Dear Psuedo Sports Dude,

I'm sorry if I came off antagonistic in my previous email. I have no business taking on a big TV star such as yourself. I do think you are wrong about one thing though, there is no room in this world for two Sports Dudes! The world population is increasing exponentially; soon we will be shoulder to shoulder with each other. Then what? Every time someone yells “Sports Dude,” we'll both answer, and I don't want to live in a world like that and I would think neither do you.

Also, where I come from outerwear would determine whom the real Sports Dude is, but I'll give you the home field advantage on that one. Also, I have read your column, which is about as lively as Pat Tillman (too soon?). Again I would like to challenge you to a battle of sports knowledge...rules TBD (to be determined)...to see for once and all whom the real Sports Dude is. Until next time...life is sports, and sports is life.

The Real Sports Dude

Reply from Renshaw:

Again... thanks, but no thanks. I'll just do my thing, and you can do yours. Enjoy a great baseball season. We'll both hope that the curse will finally be broken.

Cheers.

David Renshaw is... The Sports Dude

First of all, why does this guy want the curse broken? My apologies to the Cubs and Red Sox fans who read this, but the curses are good for baseball. It not only gets the average fan into the playoffs, but also gets Joe Lunchpail, Suzy Homemaker, and there kids Johnny X-games and Jenny X-Box into the game and storylines as well as keeping them coming back for more next season. MLB would be better off if there were more curses! This Renshaw is a coward and he must be goaded into a confrontation. This is why I am imploring all the Dudeheads and Dudettes to email Renshaw at TheSportsDude@hotmail.com and let him know how much he sucks and how yellow (not Asian, but afraid) he is by not taking me up on the sports trivia-off. Hopefully this will drive him to brink of insanity. Thanks in advance for your help in Project Sports Dude.net Sucks Balls and please email me with any correspondence you two may have (note: I think I’ve broken my own record for using the word correspondence in one column).

Though I wasn’t planning on turning this into a full mailbag column, a reader has pleaded with me to publish and answer a recent email of his. So Ethan here you go:

Sports Dude,

After reading your responses, I am extremely disgusted by a few things. Specifically your strong admonition of the great State of New Jersey (Garden State) and your distaste for hair gelling. Your jealousy of my state is appalling and I would strongly urge you to recant your comments. In regard to hair gelling, what expertise do you possess in style that enables you to give advice on hair gelling? Hair gelling is awesome! Take it from me. Best of luck with that search for a southern trophy wife.

Ethan, New Jersey

Well Ethan, where should I begin? First of all, the only people whom like the State of Jersey (isn’t it more of a shared territory of New York City and Philadelphia?) are residents of the dirty Jersey. And those people only taut Jersey as a defense mechanism because everybody is always bashing them and their state.

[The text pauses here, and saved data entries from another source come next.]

//! Errors for content store access.

use thiserror::Error;

/// Errors that can occur when talking to a content backend.
///
/// Every remote call in the facade is independently wrapped; none of these
/// are fatal to the site. Callers log and continue with the in-memory value.
#[derive(Debug, Error)]
pub enum ContentError {
    /// HTTP request failed (network, DNS, TLS).
    #[error("HTTP error: {0}")]
    Http(#[from] reqwest::Error),

    /// The store returned an error response.
    #[error("store error: {status} - {message}")]
    Api { status: u16, message: String },

    /// The store rejected our identity.
    #[error("permission denied: {0}")]
    PermissionDenied(String),

    /// Failed to parse a response or cached blob.
    #[error("parse error: {0}")]
    Parse(String),

    /// Local cache file could not be read or written.
    #[error("cache I/O error: {0}")]
    Io(String),
}

impl ContentError {
    /// Whether this is a permission failure rather than an availability one.
    #[must_use]
    pub const fn is_permission_denied(&self) -> bool {
        matches!(self, Self::PermissionDenied(_))
    }
}
//! Hosted document store client.
//!
//! Talks to the VaultDB document API: one scalar-config document at
//! `docs/site_content/main` and two list collections (`products`,
//! `archive_items`) with entries addressable by id. Writes require a session
//! token obtained through the anonymous-identity handshake; reads work with
//! the project API key alone.

use async_trait::async_trait;
use reqwest::StatusCode;
use reqwest::header::{CONTENT_TYPE, HeaderMap, HeaderValue};
use secrecy::{ExposeSecret, SecretString};
use serde::Deserialize;
use tokio::sync::RwLock;
use tracing::instrument;

use pixelpunk_core::{ArchiveItem, ArchiveItemId, Product, ProductId};

use crate::error::ContentError;
use crate::repository::{ContentRepository, SettingsDoc, SettingsPatch};

/// Path of the scalar-config document.
const SETTINGS_DOC_PATH: &str = "docs/site_content/main";

/// Remote document store configuration.
///
/// Implements `Debug` manually to redact the API key.
#[derive(Clone)]
pub struct RemoteStoreConfig {
    /// Base URL of the store's REST endpoint, e.g.
    /// `https://vaultdb.example.com/v1/projects/pixelpunk`.
    pub base_url: String,
    /// Project API key.
    pub api_key: SecretString,
}

impl std::fmt::Debug for RemoteStoreConfig {
    fn fmt(&self, f: &mut std::fmt::Formatter<'_>) -> std::fmt::Result {
        f.debug_struct("RemoteStoreConfig")
            .field("base_url", &self.base_url)
            .field("api_key", &"[REDACTED]")
            .finish()
    }
}

/// Client for the hosted document store.
pub struct RemoteStore {
    client: reqwest::Client,
    base_url: String,
    /// Session token from the anonymous-identity handshake. Absent until
    /// [`ContentRepository::connect`] succeeds; requests without it rely on
    /// the API key and may be denied for writes.
    session_token: RwLock<Option<String>>,
}

#[derive(Debug, Deserialize)]
struct AnonymousSession {
    token: String,
}

#[derive(Debug, Deserialize)]
struct ListResponse<T> {
    items: Vec<T>,
}

impl RemoteStore {
    /// Create a client for the configured store.
    ///
    /// # Errors
    ///
    /// Returns `ContentError::Parse` if the API key contains characters that
    /// cannot appear in a header, and `ContentError::Http` if the HTTP
    /// client fails to build.
    pub fn new(config: &RemoteStoreConfig) -> Result<Self, ContentError> {
        let mut headers = HeaderMap::new();
        headers.insert(CONTENT_TYPE, HeaderValue::from_static("application/json"));
        headers.insert(
            "x-api-key",
            HeaderValue::from_str(config.api_key.expose_secret())
                .map_err(|e| ContentError::Parse(format!("invalid API key for header: {e}")))?,
        );

        let client = reqwest::Client::builder().default_headers(headers).build()?;

        Ok(Self {
            client,
            base_url: config.base_url.trim_end_matches('/').to_string(),
            session_token: RwLock::new(None),
        })
    }

    fn url(&self, path: &str) -> String {
        format!("{}/{path}", self.base_url)
    }

    /// Attach the session token when the handshake has completed.
    async fn authorized(&self, request: reqwest::RequestBuilder) -> reqwest::RequestBuilder {
        match self.session_token.read().await.as_deref() {
            Some(token) => request.bearer_auth(token),
            None => request,
        }
    }

    /// Map a non-success response to a `ContentError`.
    async fn error_from(response: reqwest::Response) -> ContentError {
        let status = response.status();
        let message = response.text().await.unwrap_or_default();
        if status == StatusCode::UNAUTHORIZED || status == StatusCode::FORBIDDEN {
            ContentError::PermissionDenied(message)
        } else {
            ContentError::Api {
                status: status.as_u16(),
                message,
            }
        }
    }

    async fn check(response: reqwest::Response) -> Result<reqwest::Response, ContentError> {
        if response.status().is_success() {
            Ok(response)
        } else {
            Err(Self::error_from(response).await)
        }
    }

    async fn list<T: serde::de::DeserializeOwned>(
        &self,
        collection: &str,
    ) -> Result<Vec<T>, ContentError> {
        let request = self.client.get(self.url(&format!("collections/{collection}")));
        let response = Self::check(self.authorized(request).await.send().await?).await?;
        let listed: ListResponse<T> = response
            .json()
            .await
            .map_err(|e| ContentError::Parse(e.to_string()))?;
        Ok(listed.items)
    }

    async fn put<T: serde::Serialize + Sync>(
        &self,
        collection: &str,
        id: &str,
        entry: &T,
    ) -> Result<(), ContentError> {
        let request = self
            .client
            .put(self.url(&format!("collections/{collection}/{id}")))
            .json(entry);
        Self::check(self.authorized(request).await.send().await?).await?;
        Ok(())
    }

    async fn delete(&self, collection: &str, id: &str) -> Result<(), ContentError> {
        let request = self
            .client
            .delete(self.url(&format!("collections/{collection}/{id}")));
        let response = self.authorized(request).await.send().await?;
        // Deleting an absent entry is a no-op, matching upsert semantics.
        if response.status() == StatusCode::NOT_FOUND {
            return Ok(());
        }
        Self::check(response).await?;
        Ok(())
    }
}

#[async_trait]
impl ContentRepository for RemoteStore {
    #[instrument(skip(self))]
    async fn connect(&self) -> Result<(), ContentError> {
        let response = self
            .client
            .post(self.url("auth/anonymous"))
            .send()
            .await?;
        let response = Self::check(response).await?;
        let session: AnonymousSession = response
            .json()
            .await
            .map_err(|e| ContentError::Parse(e.to_string()))?;
        *self.session_token.write().await = Some(session.token);
        Ok(())
    }

    #[instrument(skip(self))]
    async fn fetch_settings(&self) -> Result<Option<SettingsDoc>, ContentError> {
        let request = self.client.get(self.url(SETTINGS_DOC_PATH));
        let response = self.authorized(request).await.send().await?;
        if response.status() == StatusCode::NOT_FOUND {
            return Ok(None);
        }
        let response = Self::check(response).await?;
        let doc = response
            .json()
            .await
            .map_err(|e| ContentError::Parse(e.to_string()))?;
        Ok(Some(doc))
    }

    #[instrument(skip(self, patch))]
    async fn put_settings(&self, patch: &SettingsPatch) -> Result<(), ContentError> {
        let request = self.client.patch(self.url(SETTINGS_DOC_PATH)).json(patch);
        Self::check(self.authorized(request).await.send().await?).await?;
        Ok(())
    }

    #[instrument(skip(self))]
    async fn list_products(&self) -> Result<Vec<Product>, ContentError> {
        self.list("products").await
    }

    #[instrument(skip(self, product), fields(id = %product.id))]
    async fn put_product(&self, product: &Product) -> Result<(), ContentError> {
        self.put("products", product.id.as_str(), product).await
    }

    #[instrument(skip(self))]
    async fn delete_product(&self, id: &ProductId) -> Result<(), ContentError> {
        self.delete("products", id.as_str()).await
    }

    #[instrument(skip(self))]
    async fn list_archive_items(&self) -> Result<Vec<ArchiveItem>, ContentError> {
        self.list("archive_items").await
    }

    #[instrument(skip(self, item), fields(id = %item.id))]
    async fn put_archive_item(&self, item: &ArchiveItem) -> Result<(), ContentError> {
        self.put("archive_items", item.id.as_str(), item).await
    }

    #[instrument(skip(self))]
    async fn delete_archive_item(&self, id: &ArchiveItemId) -> Result<(), ContentError> {
        self.delete("archive_items", id.as_str()).await
    }
}

#[cfg(test)]
mod tests {
    use super::*;

    fn store() -> RemoteStore {
        RemoteStore::new(&RemoteStoreConfig {
            base_url: "https://vaultdb.example.com/v1/projects/pixelpunk/".to_string(),
            api_key: SecretString::from("k-3f9a1c77d2e8"),
        })
        .expect("client")
    }

    #[test]
    fn test_url_joins_without_double_slash() {
        let store = store();
        assert_eq!(
            store.url(SETTINGS_DOC_PATH),
            "https://vaultdb.example.com/v1/projects/pixelpunk/docs/site_content/main"
        );
    }

    #[test]
    fn test_config_debug_redacts_api_key() {
        let config = RemoteStoreConfig {
            base_url: "https://vaultdb.example.com/v1".to_string(),
            api_key: SecretString::from("super_secret_key"),
        };
        let debug_output = format!("{config:?}");
        assert!(debug_output.contains("[REDACTED]"));
        assert!(!debug_output.contains("super_secret_key"));
    }
}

They are united because the rest of the country makes fun of them (sort of like Nick and Jessica). Secondly, you are a flaming homosexual who wears jeans that enlarge your package. Though you have great hair (it really is quite full) and use a container of LA Looks super-mega hold every time you go out, I trust that you too are not an advocate of the back gel and if you are, your future emails will be banned and our personal friendship may have to be severed.